Her relationship with President Donald Trump, meanwhile, is . . . complicated.
In August 2016, she declared he would not get her vote and was too unpresidential, “based on his disregard for . . . treating others with respect, an idea that should transcend politics.”
But the number-crunching FiveThirtyEight website reports her positions in 2018 aligned with Trump’s over 77 percent of the time. So it’s not like she’s been a steady Trump antagonist.
Given her status as a moderate, independent-minded Republican, her big beef with the president comes as no surprise: She suggests he would be better served by getting rid of his Twitter account.
“One-on-one, if you talk with the president, he listens to you, he engages,” she says. “It’s very different from what you see in his tweets.
“I would also advise him to consult more with members of Congress, with his Cabinet, and with people who have experience in dealing with Congress.
“He comes from a very different background,” she notes, “and that can be very useful in some ways. He understands the business world, he understands the economy, he understands the impact of the tax code on investment and job creation.
“That’s all very good. But what he needs help with is translating those policies into law. And sending out tweets is not an effective means of accomplishing that goal.”
War Zone
Collins is expected to play a key role over the next two years as a pragmatic legislator willing to reach across the aisle to overcome gridlock and get things done.
Larry Kudlow, director of President Trump’s National Economic Council and a longtime friend of Collins, describes her as “a senator who loves information,” adding that she is “very careful, measured, analytic” in her approach.
In a capital riven by fractious politics, Kudlow says Collins enjoys “tremendous respect from everybody.”
“That includes POTUS, that includes Senate Republicans and Democrats,” says Kudlow. “The way she handled the Kavanaugh business was really illuminating, unbelievable.
“She studied every single piece of evidence regarding the charges against Kavanaugh. The floor speech she gave to announce her support of Kavanaugh was, I think, one of the great Senate speeches in recent decades, and that’s typical of her: carefully drawn out, analytic, using facts and information.
“And that’s why people respect her so much.”
As the nation’s capital adjusts to the new reality of a divided government with Democrats controlling the House, Collins’ proven ability to overcome partisanship to enact bipartisan reforms could be a precious commodity inside the Beltway.
Indeed, Collins may be the only figure on Capitol Hill who can reassure the political newcomers that sensible legislators can not only survive, but even thrive, in the era of social media and Donald Trump.
Ideally, Collins would like to see a return to the era she experienced when she first joined the Senate in 1997. Back then, she recalls, legislators on both sides of the aisle worked to find common ground despite their different philosophies.

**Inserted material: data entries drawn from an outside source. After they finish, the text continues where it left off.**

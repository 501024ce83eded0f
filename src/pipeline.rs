//! Task Pipeline: the ordered, failure-aware multi-step
//! spawn of a single task, plus the shared failure path invoked by the
//! scheduler when any step of the spawn fails.

use crate::chat::{ChatApi, ThreadContext};
use crate::config::{Config, ProjectConfig};
use crate::identifiers::{build_task_identifiers, TaskIdentifierInputs};
use crate::sandbox::{ForkSpec, LaunchBridgeSpec, SandboxApi};
use crate::state::StateStore;
use crate::{dedupe_key, BridgeInfo, TaskRecord, TaskStatus};
use std::collections::BTreeMap;

/// Env var keys always copied verbatim from the orchestrator's own process
/// environment into the bridge's environment, if set.
const PASSTHROUGH_ENV_KEYS: &[&str] = &["OPENAI_API_KEY", "LOG_LEVEL"];
const PASSTHROUGH_ENV_PREFIX: &str = "CODEX_";

const MAX_PROMPT_NOTICE_LEN: usize = 4_000;

/// Carries enough context from a failed spawn step for `mark_failed_event`
/// to post a notice and index the event without retrying it.
#[derive(Debug)]
pub struct SpawnFailure {
    pub dedupe_key: String,
    pub task_id: Option<String>,
    pub lobby_room_id: String,
    pub task_room_id: Option<String>,
    pub message: String,
}

/// Run the full spawn pipeline for one qualifying lobby message. Returns
/// the new task ID on success, or a `SpawnFailure` carrying everything
/// `mark_failed_event` needs to finish the failure path.
pub async fn spawn_task<C: ChatApi, S: SandboxApi>(
    chat: &C,
    sandbox: &S,
    state: &mut StateStore,
    config: &Config,
    project: &ProjectConfig,
    lobby_room_id: &str,
    lobby_event_id: &str,
    prompt: &str,
) -> Result<String, SpawnFailure> {
    let dedupe = dedupe_key(lobby_room_id, lobby_event_id);

    let identifiers = build_task_identifiers(TaskIdentifierInputs {
        project_key: &project.key,
        prompt,
        lobby_event_id,
        now: chrono::Utc::now(),
    });
    let task_id = identifiers.task_id.clone();

    let fail = |message: String, task_room_id: Option<String>| SpawnFailure {
        dedupe_key: dedupe.clone(),
        task_id: Some(task_id.clone()),
        lobby_room_id: lobby_room_id.to_string(),
        task_room_id,
        message,
    };

    // Step 2: insert a `waiting` task, index the event, persist immediately.
    // This is the invariant-preserving step — the event is marked processed
    // even if every subsequent step fails, so retries never double-create.
    let now = now_iso8601();
    let task = TaskRecord {
        id: task_id.clone(),
        project_key: project.key.clone(),
        lobby_room_id: lobby_room_id.to_string(),
        lobby_event_id: lobby_event_id.to_string(),
        task_room_id: None,
        task_room_name: None,
        sandbox_project: None,
        sandbox_name: None,
        status: TaskStatus::Waiting,
        status_reason: None,
        bridge: BridgeInfo::default(),
        initial_prompt: prompt.to_string(),
        created_at: now.clone(),
        updated_at: now,
    };
    state
        .update(|s| {
            s.tasks.insert(task_id.clone(), task);
            s.event_index.insert(dedupe.clone(), task_id.clone());
        })
        .map_err(|err| fail(err.to_string(), None))?;

    // Step 3: create the task room and link it under the project space.
    let task_room_name = format!("{}-{}", project.matrix.task_room_prefix, identifiers.room_label);
    let project_space_id = state
        .get()
        .projects
        .get(&project.key)
        .and_then(|p| p.project_space_id.clone())
        .ok_or_else(|| fail("project has no provisioned space to link the task room under".to_string(), None))?;

    let task_room_id = chat
        .create_room(&task_room_name, Some(prompt), &config.workspace.team_members)
        .await
        .map_err(|err| fail(err.to_string(), None))?;
    chat.link_room_under_space(&project_space_id, &task_room_id)
        .await
        .map_err(|err| fail(err.to_string(), Some(task_room_id.clone())))?;

    // Step 4: two notices — status metadata, then the truncated prompt.
    chat.send_notice(
        &task_room_id,
        &format!("status: waiting\ntask_id: {task_id}"),
        ThreadContext::default(),
    )
    .await
    .map_err(|err| fail(err.to_string(), Some(task_room_id.clone())))?;
    chat.send_message(
        &task_room_id,
        &truncate(prompt, MAX_PROMPT_NOTICE_LEN),
        ThreadContext::default(),
    )
    .await
    .map_err(|err| fail(err.to_string(), Some(task_room_id.clone())))?;

    // Step 5: fork the task sandbox from the project's main sandbox.
    let sandbox_project = project.spark.project.clone();
    let mut tags = BTreeMap::new();
    tags.insert("matrix_room_id".to_string(), task_room_id.clone());
    tags.insert("matrix_project".to_string(), project.key.clone());
    tags.insert("matrix_lobby_room_id".to_string(), lobby_room_id.to_string());
    tags.insert("matrix_lobby_event_id".to_string(), lobby_event_id.to_string());

    sandbox
        .create_task_sandbox_fork(&ForkSpec {
            project: sandbox_project.clone(),
            task_sandbox: identifiers.sandbox_name.clone(),
            main_sandbox: project.spark.main_spark.clone(),
            tags,
        })
        .await
        .map_err(|err| fail(err.to_string(), Some(task_room_id.clone())))?;

    // Step 6 is folded into the identifiers/state already captured above.
    let sandbox_name = identifiers.sandbox_name.clone();

    // Step 7: build the bridge environment.
    let env = build_bridge_env(
        chat.access_token(),
        &config.homeserver_url,
        &config.bot_user_id,
        &task_room_id,
        &project.key,
        &sandbox_project,
        &sandbox_name,
        prompt,
    );

    // Step 8: launch the bridge, record pid/process_id, transition active.
    let launch = sandbox
        .launch_bridge_in_sandbox(&LaunchBridgeSpec {
            project: sandbox_project.clone(),
            sandbox_name: sandbox_name.clone(),
            bridge_entrypoint: config.runtime.bridge_entrypoint.clone(),
            bridge_workdir: config.runtime.bridge_workdir.clone(),
            env,
        })
        .await
        .map_err(|err| fail(err.to_string(), Some(task_room_id.clone())))?;

    let updated_at = now_iso8601();
    state
        .update(|s| {
            if let Some(task) = s.tasks.get_mut(&task_id) {
                task.task_room_id = Some(task_room_id.clone());
                task.task_room_name = Some(task_room_name.clone());
                task.sandbox_project = Some(sandbox_project.clone());
                task.sandbox_name = Some(sandbox_name.clone());
                task.status = TaskStatus::Active;
                task.bridge = BridgeInfo {
                    pid: launch.pid,
                    process_id: launch.process_id.clone(),
                    raw_output: Some(launch.raw_output.clone()),
                };
                task.updated_at = updated_at.clone();
            }
        })
        .map_err(|err| fail(err.to_string(), Some(task_room_id.clone())))?;

    // Step 9: notify the originating lobby room.
    let notice = format!(
        "Task created: {task_id}\nRoom: {task_room_id}\nSandbox: {sandbox_project}:{sandbox_name}"
    );
    if let Err(error) = chat
        .send_notice(lobby_room_id, &notice, ThreadContext::default())
        .await
    {
        tracing::warn!(%error, task_id, "failed to post task-created notice to lobby");
    }

    Ok(task_id)
}

/// Failure path. Logs the error, transitions
/// any already-created task record to `error`, best-effort leaves the task
/// room unless `keep_error_rooms` is set, posts a failure notice to the
/// lobby, and permanently indexes the event so it is never retried.
pub async fn mark_failed_event<C: ChatApi>(chat: &C, state: &mut StateStore, keep_error_rooms: bool, failure: SpawnFailure) {
    tracing::error!(
        dedupe_key = %failure.dedupe_key,
        task_id = ?failure.task_id,
        message = %failure.message,
        "task spawn failed"
    );

    let had_task = failure
        .task_id
        .as_ref()
        .is_some_and(|id| state.get().tasks.contains_key(id));

    if let Some(task_id) = &failure.task_id {
        let task_id = task_id.clone();
        let reason = failure.message.clone();
        let updated_at = now_iso8601();
        let _ = state.update(|s| {
            if let Some(task) = s.tasks.get_mut(&task_id) {
                task.status = TaskStatus::Error;
                task.status_reason = Some(reason);
                task.updated_at = updated_at;
            }
        });
    }

    if !had_task {
        let sentinel = format!("failed-{}", chrono::Utc::now().timestamp_millis());
        let dedupe = failure.dedupe_key.clone();
        let _ = state.update(|s| {
            s.event_index.insert(dedupe, sentinel);
        });
    }

    if !keep_error_rooms {
        if let Some(task_room_id) = &failure.task_room_id {
            chat.leave_and_forget(task_room_id).await;
        }
    }

    let notice = format!("Task creation failed. {}", truncate(&failure.message, 1_000));
    if let Err(error) = chat
        .send_notice(&failure.lobby_room_id, &notice, ThreadContext::default())
        .await
    {
        tracing::warn!(%error, "failed to post failure notice to lobby");
    }
}

#[allow(clippy::too_many_arguments)]
fn build_bridge_env(
    access_token: &str,
    homeserver_url: &str,
    bot_user_id: &str,
    task_room_id: &str,
    project_key: &str,
    sandbox_project: &str,
    sandbox_name: &str,
    prompt: &str,
) -> BTreeMap<String, String> {
    let mut env = BTreeMap::new();

    for key in PASSTHROUGH_ENV_KEYS {
        if let Ok(value) = std::env::var(key) {
            env.insert((*key).to_string(), value);
        }
    }
    for (key, value) in std::env::vars() {
        if key.starts_with(PASSTHROUGH_ENV_PREFIX) {
            env.insert(key, value);
        }
    }

    env.insert("MATRIX_HOMESERVER_URL".to_string(), homeserver_url.to_string());
    env.insert("MATRIX_ACCESS_TOKEN".to_string(), access_token.to_string());
    env.insert("MATRIX_BOT_USER".to_string(), bot_user_id.to_string());
    env.insert("MATRIX_ROOM_ID".to_string(), task_room_id.to_string());
    env.insert("PROJECT_KEY".to_string(), project_key.to_string());
    env.insert("SPARK_PROJECT".to_string(), sandbox_project.to_string());
    env.insert("SPARK_NAME".to_string(), sandbox_name.to_string());
    env.insert("INITIAL_PROMPT".to_string(), prompt.to_string());

    env
}

fn truncate(s: &str, max_len: usize) -> String {
    if s.chars().count() <= max_len {
        s.to_string()
    } else {
        s.chars().take(max_len).collect()
    }
}

fn now_iso8601() -> String {
    chrono::Utc::now().to_rfc3339()
}

#[cfg(test)]
mod tests {
    use super::*;
    use crate::chat::fake::FakeChatClient;
    use crate::config::*;
    use crate::sandbox::fake::FakeSandboxClient;

    fn sample_config() -> Config {
        Config {
            homeserver_url: "https://matrix.example.org".to_string(),
            bot_user_id: "@bot:example.org".to_string(),
            auth: AuthMode::AccessToken("token".to_string()),
            workspace: WorkspaceConfig {
                name: "acme".to_string(),
                topic: None,
                team_members: vec![],
            },
            runtime: RuntimeOptions {
                bridge_entrypoint: "/usr/local/bin/bridge".to_string(),
                bridge_workdir: "/work".to_string(),
                ..RuntimeOptions::default()
            },
            projects: vec![sample_project()],
        }
    }

    fn sample_project() -> ProjectConfig {
        ProjectConfig {
            key: "rc".to_string(),
            display_name: "Release Candidate".to_string(),
            repo: "git@example.org:rc.git".to_string(),
            default_branch: "main".to_string(),
            matrix: ProjectMatrixConfig {
                lobby_room_name: "rc-lobby".to_string(),
                task_room_prefix: "rc-task".to_string(),
            },
            spark: SparkConfig {
                project: "rc".to_string(),
                base: "ubuntu:22.04".to_string(),
                main_spark: "rc-main".to_string(),
                fork_mode: "spark_fork".to_string(),
                work: WorkVolumeConfig {
                    volume: "rc-vol".to_string(),
                    mount_path: "/work".to_string(),
                },
                bootstrap: BootstrapConfig::default(),
            },
        }
    }

    async fn seeded_state(dir: &std::path::Path) -> StateStore {
        let mut state = StateStore::load(dir.join("state.json")).unwrap();
        state
            .update(|s| {
                s.projects.insert(
                    "rc".to_string(),
                    crate::ProjectRecord {
                        display_name: "Release Candidate".to_string(),
                        project_space_id: Some("!space1".to_string()),
                        lobby_room_id: Some("!lobby1".to_string()),
                        lobby_room_name: Some("rc-lobby".to_string()),
                        spark: None,
                        updated_at: now_iso8601(),
                    },
                );
            })
            .unwrap();
        state
    }

    #[tokio::test]
    async fn successful_spawn_creates_one_active_task() {
        let chat = FakeChatClient::new("@bot:example.org");
        let sandbox = FakeSandboxClient::new();
        let dir = tempfile::tempdir().unwrap();
        let mut state = seeded_state(dir.path()).await;
        let config = sample_config();

        let task_id = spawn_task(
            &chat,
            &sandbox,
            &mut state,
            &config,
            &config.projects[0],
            "!lobby1",
            "$event1",
            "implement oauth migration",
        )
        .await
        .unwrap();

        let task = state.get().tasks.get(&task_id).unwrap();
        assert_eq!(task.status, TaskStatus::Active);
        assert_eq!(task.bridge.pid, Some(1234));
        assert_eq!(sandbox.create_task_sandbox_fork_calls(), 1);
        assert_eq!(sandbox.launch_bridge_in_sandbox_calls(), 1);

        let env = sandbox.last_launch_env().unwrap();
        assert_eq!(env.get("INITIAL_PROMPT").unwrap(), "implement oauth migration");
        assert_eq!(env.get("PROJECT_KEY").unwrap(), "rc");
    }

    #[tokio::test]
    async fn fork_failure_yields_error_task_and_is_indexed() {
        let chat = FakeChatClient::new("@bot:example.org");
        let sandbox = FakeSandboxClient::new();
        sandbox.fail_next_fork();
        let dir = tempfile::tempdir().unwrap();
        let mut state = seeded_state(dir.path()).await;
        let config = sample_config();

        let result = spawn_task(
            &chat,
            &sandbox,
            &mut state,
            &config,
            &config.projects[0],
            "!lobby1",
            "$event1",
            "trigger failure",
        )
        .await;

        let failure = result.unwrap_err();
        assert!(state.get().tasks.contains_key(failure.task_id.as_ref().unwrap()));

        mark_failed_event(&chat, &mut state, false, failure).await;

        let task = state.get().tasks.values().next().unwrap();
        assert_eq!(task.status, TaskStatus::Error);

        let sent = chat.sent_messages();
        assert!(sent.iter().any(|m| m.notice && m.text.contains("Task creation failed")));
        assert_eq!(state.get().event_index.len(), 1);
    }
}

“I always loved doing those kinds of negotiations,” she tells Newsmax in her exclusive interview.
Allies
“One of my best friends in the Senate I loved working with in those sorts of negotiations was Sen. Joe Lieberman, a Democrat from Connecticut and later an independent.
“Working together after the 9/11 attacks we were able to accomplish so much, including restructuring our intelligence community to try to prevent the silos that prevented communications and sharing of vitally important information about terrorists. We also passed the chemical plant security bill. We passed all sorts of legislation to help keep us safer.”
To this day, Sen. Lieberman hails Collins’ work on the Senate Homeland Security and Governmental Affairs Committee, which he says was instrumental in enacting the 9/11 Commission’s recommendations. He calls the anti-terror overhaul “the most significant reform in our national security and intelligence architecture since the beginning of the Cold War in the late ’40s. Susan was really in the center of it all in making that all happen.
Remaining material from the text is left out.